### PROBLEM TO WORK ON
Please return every line from the entries that has the string "stale" in it.

(Recorded data)
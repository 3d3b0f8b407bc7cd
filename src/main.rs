mod board;
mod engine;
mod ipc;
mod roster;
mod seed;
mod session;

use std::io::{self, BufRead, Write};

fn main() {
    let mut state = ipc::AppState::default();

    let stdin = io::stdin();
    let mut stdout = io::stdout();

    for line in stdin.lock().lines() {
        let line = match line {
            Ok(v) => v,
            Err(_) => break,
        };
        if line.trim().is_empty() {
            continue;
        }

        let req: ipc::Request = match serde_json::from_str(&line) {
            Ok(v) => v,
            Err(e) => {
                // No request id to echo, so emit a bare envelope.
                let _ = writeln!(
                    stdout,
                    "{{\"ok\":false,\"error\":{{\"code\":\"bad_json\",\"message\":\"{}\"}}}}",
                    e
                );
                let _ = stdout.flush();
                continue;
            }
        };

        let resp = ipc::handle_request(&mut state, req);
        let _ = writeln!(
            stdout,
            "{}",
            serde_json::to_string(&resp).unwrap_or_else(|_| "{\"ok\":false}".to_string())
        );
        let _ = stdout.flush();
    }
}
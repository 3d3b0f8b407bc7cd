use chrono::Utc;
use serde::Serialize;

use crate::engine::{self, RollFilter, SortSpec};
use crate::roster::{self, AttendanceCounts, RollState, Student};
use crate::session::{RollSession, SessionPhase};

#[derive(Debug, Clone, Copy, PartialEq, Eq, Serialize)]
#[serde(rename_all = "lowercase")]
pub enum LoadPhase {
    Loading,
    Loaded,
    Error,
}

#[derive(Debug)]
pub struct BoardError {
    pub code: &'static str,
    pub message: String,
}

impl BoardError {
    fn new(code: &'static str, message: impl Into<String>) -> Self {
        Self {
            code,
            message: message.into(),
        }
    }
}

/// The save request handed to the host when a roll completes. The host
/// posts `payload` to the gateway and reports back with the token.
#[derive(Debug, Clone, Serialize)]
#[serde(rename_all = "camelCase")]
pub struct SaveRequest {
    pub save_id: String,
    pub payload: SavePayload,
}

#[derive(Debug, Clone, Serialize)]
#[serde(rename_all = "camelCase")]
pub struct SavePayload {
    pub students: Vec<Student>,
    pub completed_at: String,
}

#[derive(Debug, Clone, Serialize)]
#[serde(rename_all = "camelCase")]
pub struct RollView {
    pub phase: SessionPhase,
    #[serde(skip_serializing_if = "Option::is_none")]
    pub pending_save_id: Option<String>,
    #[serde(skip_serializing_if = "Option::is_none")]
    pub last_save_error: Option<String>,
}

#[derive(Debug, Clone, Serialize)]
#[serde(rename_all = "camelCase")]
pub struct BoardView {
    pub load_state: LoadPhase,
    #[serde(skip_serializing_if = "Option::is_none")]
    pub load_error: Option<String>,
    pub search: String,
    pub sort: SortSpec,
    pub roll_filter: RollFilter,
    pub roll: RollView,
    pub counts: AttendanceCounts,
    pub total_visible: usize,
    pub students: Vec<Student>,
}

/// The authoritative in-memory state of one home board page: the roster as
/// fetched, the view criteria, and the roll session. The visible list and
/// the counts are never stored; `view()` re-derives both from the source
/// list, so they cannot drift apart.
#[derive(Debug)]
pub struct Board {
    class_name: Option<String>,
    load: LoadPhase,
    load_error: Option<String>,
    generation: u64,
    students: Vec<Student>,
    search: String,
    sort: SortSpec,
    roll_filter: RollFilter,
    session: RollSession,
}

impl Board {
    /// A fresh board opens in the loading phase: the page fetches on mount,
    /// so there is no observable idle state before the first load.
    pub fn open(class_name: Option<String>) -> Self {
        Self {
            class_name,
            load: LoadPhase::Loading,
            load_error: None,
            generation: 0,
            students: Vec::new(),
            search: String::new(),
            sort: SortSpec::default(),
            roll_filter: RollFilter::All,
            session: RollSession::default(),
        }
    }

    pub fn class_name(&self) -> Option<&str> {
        self.class_name.as_deref()
    }

    fn guard_no_session(&self) -> Result<(), BoardError> {
        match self.session.phase() {
            SessionPhase::Inactive => Ok(()),
            SessionPhase::Active => Err(BoardError::new(
                "roll_active",
                "close the active roll first",
            )),
            SessionPhase::Saving => Err(BoardError::new(
                "save_in_flight",
                "a roll save is outstanding",
            )),
        }
    }

    /// Starts a fetch round. The returned generation must accompany the
    /// matching `loadResult`; any earlier generation is stale from now on.
    pub fn begin_load(&mut self) -> Result<u64, BoardError> {
        self.guard_no_session()?;
        self.generation += 1;
        self.load = LoadPhase::Loading;
        self.load_error = None;
        Ok(self.generation)
    }

    /// Replaces the roster wholesale. Resets the roll-state filter view to
    /// "all" but keeps search and sort: reloading is not a reason to lose
    /// what the user typed into the toolbar. Returns false for a stale
    /// generation, leaving the superseding roster untouched.
    pub fn apply_load(&mut self, generation: u64, students: Vec<Student>) -> bool {
        if generation != self.generation {
            return false;
        }
        self.students = students;
        self.load = LoadPhase::Loaded;
        self.load_error = None;
        self.roll_filter = RollFilter::All;
        true
    }

    pub fn fail_load(&mut self, generation: u64, message: String) -> bool {
        if generation != self.generation {
            return false;
        }
        self.load = LoadPhase::Error;
        self.load_error = Some(message);
        true
    }

    /// Installs a locally generated roster. Bumps the generation so a fetch
    /// still in flight cannot overwrite the seeded list.
    pub fn seed(&mut self, students: Vec<Student>) -> Result<u64, BoardError> {
        self.guard_no_session()?;
        self.generation += 1;
        self.students = students;
        self.load = LoadPhase::Loaded;
        self.load_error = None;
        self.roll_filter = RollFilter::All;
        Ok(self.generation)
    }

    pub fn set_search(&mut self, value: String) {
        self.search = value;
    }

    pub fn set_sort(&mut self, sort: SortSpec) {
        self.sort = sort;
    }

    pub fn set_roll_filter(&mut self, filter: RollFilter) {
        self.roll_filter = filter;
    }

    pub fn start_roll(&mut self) -> Result<(), BoardError> {
        match self.session.phase() {
            SessionPhase::Active => {
                return Err(BoardError::new("roll_active", "a roll is already active"))
            }
            SessionPhase::Saving => {
                return Err(BoardError::new(
                    "save_in_flight",
                    "a roll save is outstanding",
                ))
            }
            SessionPhase::Inactive => {}
        }
        if self.load != LoadPhase::Loaded {
            return Err(BoardError::new(
                "not_loaded",
                "load a roster before starting a roll",
            ));
        }
        self.session.start(&self.students);
        // Marking needs the whole searched set on screen.
        self.roll_filter = RollFilter::All;
        Ok(())
    }

    /// Records a roll-state for one student; `None` clears back to unset.
    /// Returns false when the id names nobody on the roster; stale tile
    /// events are dropped, not failed.
    pub fn mark(&mut self, student_id: i64, state: Option<RollState>) -> Result<bool, BoardError> {
        match self.session.phase() {
            SessionPhase::Inactive => {
                return Err(BoardError::new(
                    "no_active_roll",
                    "start a roll before marking attendance",
                ))
            }
            SessionPhase::Saving => {
                return Err(BoardError::new(
                    "save_in_flight",
                    "a roll save is outstanding",
                ))
            }
            SessionPhase::Active => {}
        }
        let Some(student) = self.students.iter_mut().find(|s| s.id == student_id) else {
            return Ok(false);
        };
        student.roll_state = state;
        Ok(true)
    }

    /// Abandons the session and restores every pre-session roll-state.
    pub fn exit_roll(&mut self) -> Result<(), BoardError> {
        match self.session.phase() {
            SessionPhase::Inactive => {
                return Err(BoardError::new("no_active_roll", "no roll to exit"))
            }
            SessionPhase::Saving => {
                return Err(BoardError::new(
                    "save_in_flight",
                    "a roll save is outstanding",
                ))
            }
            SessionPhase::Active => {}
        }
        self.session.rollback(&mut self.students);
        self.roll_filter = RollFilter::All;
        Ok(())
    }

    /// Moves to the saving phase and emits exactly one save request for the
    /// host to deliver. A second complete while one is outstanding is
    /// rejected, not queued.
    pub fn complete_roll(&mut self) -> Result<SaveRequest, BoardError> {
        match self.session.phase() {
            SessionPhase::Inactive => {
                return Err(BoardError::new("no_active_roll", "no roll to complete"))
            }
            SessionPhase::Saving => {
                return Err(BoardError::new(
                    "save_in_flight",
                    "a roll save is already outstanding",
                ))
            }
            SessionPhase::Active => {}
        }
        let save_id = self.session.begin_save();
        Ok(SaveRequest {
            save_id,
            payload: SavePayload {
                students: self.students.clone(),
                completed_at: Utc::now().to_rfc3339(),
            },
        })
    }

    /// Applies the host's report for an outstanding save. A token that does
    /// not match the pending save is ignored (false): it belongs to a
    /// superseded attempt or a board that has since been reopened.
    pub fn resolve_save(&mut self, save_id: &str, ok: bool, error: Option<String>) -> bool {
        if self.session.phase() != SessionPhase::Saving || !self.session.is_current_save(save_id) {
            return false;
        }
        if ok {
            self.session.commit_save();
            self.roll_filter = RollFilter::All;
        } else {
            self.session
                .fail_save(error.unwrap_or_else(|| "save failed".to_string()));
        }
        true
    }

    /// Derives the complete render model. Counts come from the searched set
    /// only: the roll-state filter narrows the list, never the tallies.
    pub fn view(&self) -> BoardView {
        let students =
            engine::derive_visible(&self.students, &self.search, self.sort, self.roll_filter);
        let counts = roster::attendance_counts(
            self.students
                .iter()
                .filter(|s| engine::search_matches(s, &self.search)),
        );
        BoardView {
            load_state: self.load,
            load_error: self.load_error.clone(),
            search: self.search.clone(),
            sort: self.sort,
            roll_filter: self.roll_filter,
            roll: RollView {
                phase: self.session.phase(),
                pending_save_id: self.session.pending_save_id().map(str::to_string),
                last_save_error: self.session.last_save_error().map(str::to_string),
            },
            counts,
            total_visible: students.len(),
            students,
        }
    }
}
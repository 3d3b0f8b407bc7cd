use serde_json::json;

use crate::board::Board;
use crate::ipc::error::{err, ok};
use crate::ipc::helpers::view_json;
use crate::ipc::types::{AppState, Request};

fn handle_health(state: &mut AppState, req: &Request) -> serde_json::Value {
    ok(
        &req.id,
        json!({
            "version": env!("CARGO_PKG_VERSION"),
            "boardOpen": state.board.is_some(),
            "className": state.board.as_ref().and_then(|b| b.class_name()),
        }),
    )
}

fn handle_board_open(state: &mut AppState, req: &Request) -> serde_json::Value {
    let class_name = match req.params.get("className") {
        None | Some(serde_json::Value::Null) => None,
        Some(serde_json::Value::String(s)) => Some(s.clone()),
        Some(_) => return err(&req.id, "bad_params", "className must be a string", None),
    };

    // Reopening replaces the previous board; outstanding load generations
    // and save tokens die with it.
    let board = Board::open(class_name);
    let view = view_json(&board.view());
    state.board = Some(board);
    ok(&req.id, json!({ "view": view }))
}

fn handle_board_close(state: &mut AppState, req: &Request) -> serde_json::Value {
    let closed = state.board.take().is_some();
    ok(&req.id, json!({ "closed": closed }))
}

pub fn try_handle(state: &mut AppState, req: &Request) -> Option<serde_json::Value> {
    match req.method.as_str() {
        "health" => Some(handle_health(state, req)),
        "board.open" => Some(handle_board_open(state, req)),
        "board.close" => Some(handle_board_close(state, req)),
        _ => None,
    }
}
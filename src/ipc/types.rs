use serde::Deserialize;

use crate::board::Board;

#[derive(Debug, Deserialize, Clone)]
pub struct Request {
    pub id: String,
    pub method: String,
    #[serde(default)]
    pub params: serde_json::Value,
}

#[derive(Default)]
pub struct AppState {
    pub board: Option<Board>,
}
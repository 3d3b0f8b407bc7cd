use std::path::Path;

use anyhow::Context;

use crate::roster::Student;

pub const DEFAULT_COUNT: usize = 14;
pub const MAX_COUNT: usize = 500;

const FIRST_NAMES: &[&str] = &[
    "Alice", "Bob", "Clara", "Daniel", "Esme", "Felix", "Grace", "Hugo", "Isla", "Jack", "Mia",
    "Noah", "Olive", "Priya", "Quinn", "Rosa", "Sam", "Tara",
];
const LAST_NAMES: &[&str] = &[
    "Smith", "Jones", "Nguyen", "Brown", "Khan", "Wilson", "Taylor", "Chen", "Garcia", "Patel",
    "Murphy", "Singh", "Lopez", "White",
];

pub fn builtin_name_pool() -> Vec<(String, String)> {
    FIRST_NAMES
        .iter()
        .enumerate()
        .map(|(i, first)| {
            (
                (*first).to_string(),
                LAST_NAMES[i % LAST_NAMES.len()].to_string(),
            )
        })
        .collect()
}

/// Deterministic roster for driving the board without a gateway. Ids start
/// at 1 in list order, matching what the homeboard endpoint returns. When
/// `count` exceeds the pool, later passes shift the first/last pairing so
/// the combinations keep varying.
pub fn generate(pool: &[(String, String)], count: usize) -> Vec<Student> {
    (0..count)
        .map(|i| {
            let pass = i / pool.len();
            let (first, _) = &pool[i % pool.len()];
            let (_, last) = &pool[(i + pass) % pool.len()];
            Student {
                id: (i + 1) as i64,
                first_name: first.clone(),
                last_name: last.clone(),
                photo_url: None,
                roll_state: None,
            }
        })
        .collect()
}

/// Parses a name-pool file: one "First Last" per line, blank lines and `#`
/// comments skipped.
pub fn parse_name_pool(path: &Path) -> anyhow::Result<Vec<(String, String)>> {
    let text = std::fs::read_to_string(path)
        .with_context(|| format!("read name pool {}", path.display()))?;
    let mut pool = Vec::new();
    for (idx, line) in text.lines().enumerate() {
        let trimmed = line.trim();
        if trimmed.is_empty() || trimmed.starts_with('#') {
            continue;
        }
        let Some((first, last)) = trimmed.split_once(char::is_whitespace) else {
            anyhow::bail!("line {}: expected \"First Last\", got {:?}", idx + 1, trimmed);
        };
        let last = last.trim();
        if last.is_empty() {
            anyhow::bail!("line {}: missing last name", idx + 1);
        }
        pool.push((first.to_string(), last.to_string()));
    }
    if pool.is_empty() {
        anyhow::bail!("name pool {} has no usable lines", path.display());
    }
    Ok(pool)
}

### FINISHED EXERCISE
    /// matching `loadResult`; any earlier generation is stale from now on.
    /// what the user typed into the toolbar. Returns false for a stale
    /// Returns false when the id names nobody on the roster; stale tile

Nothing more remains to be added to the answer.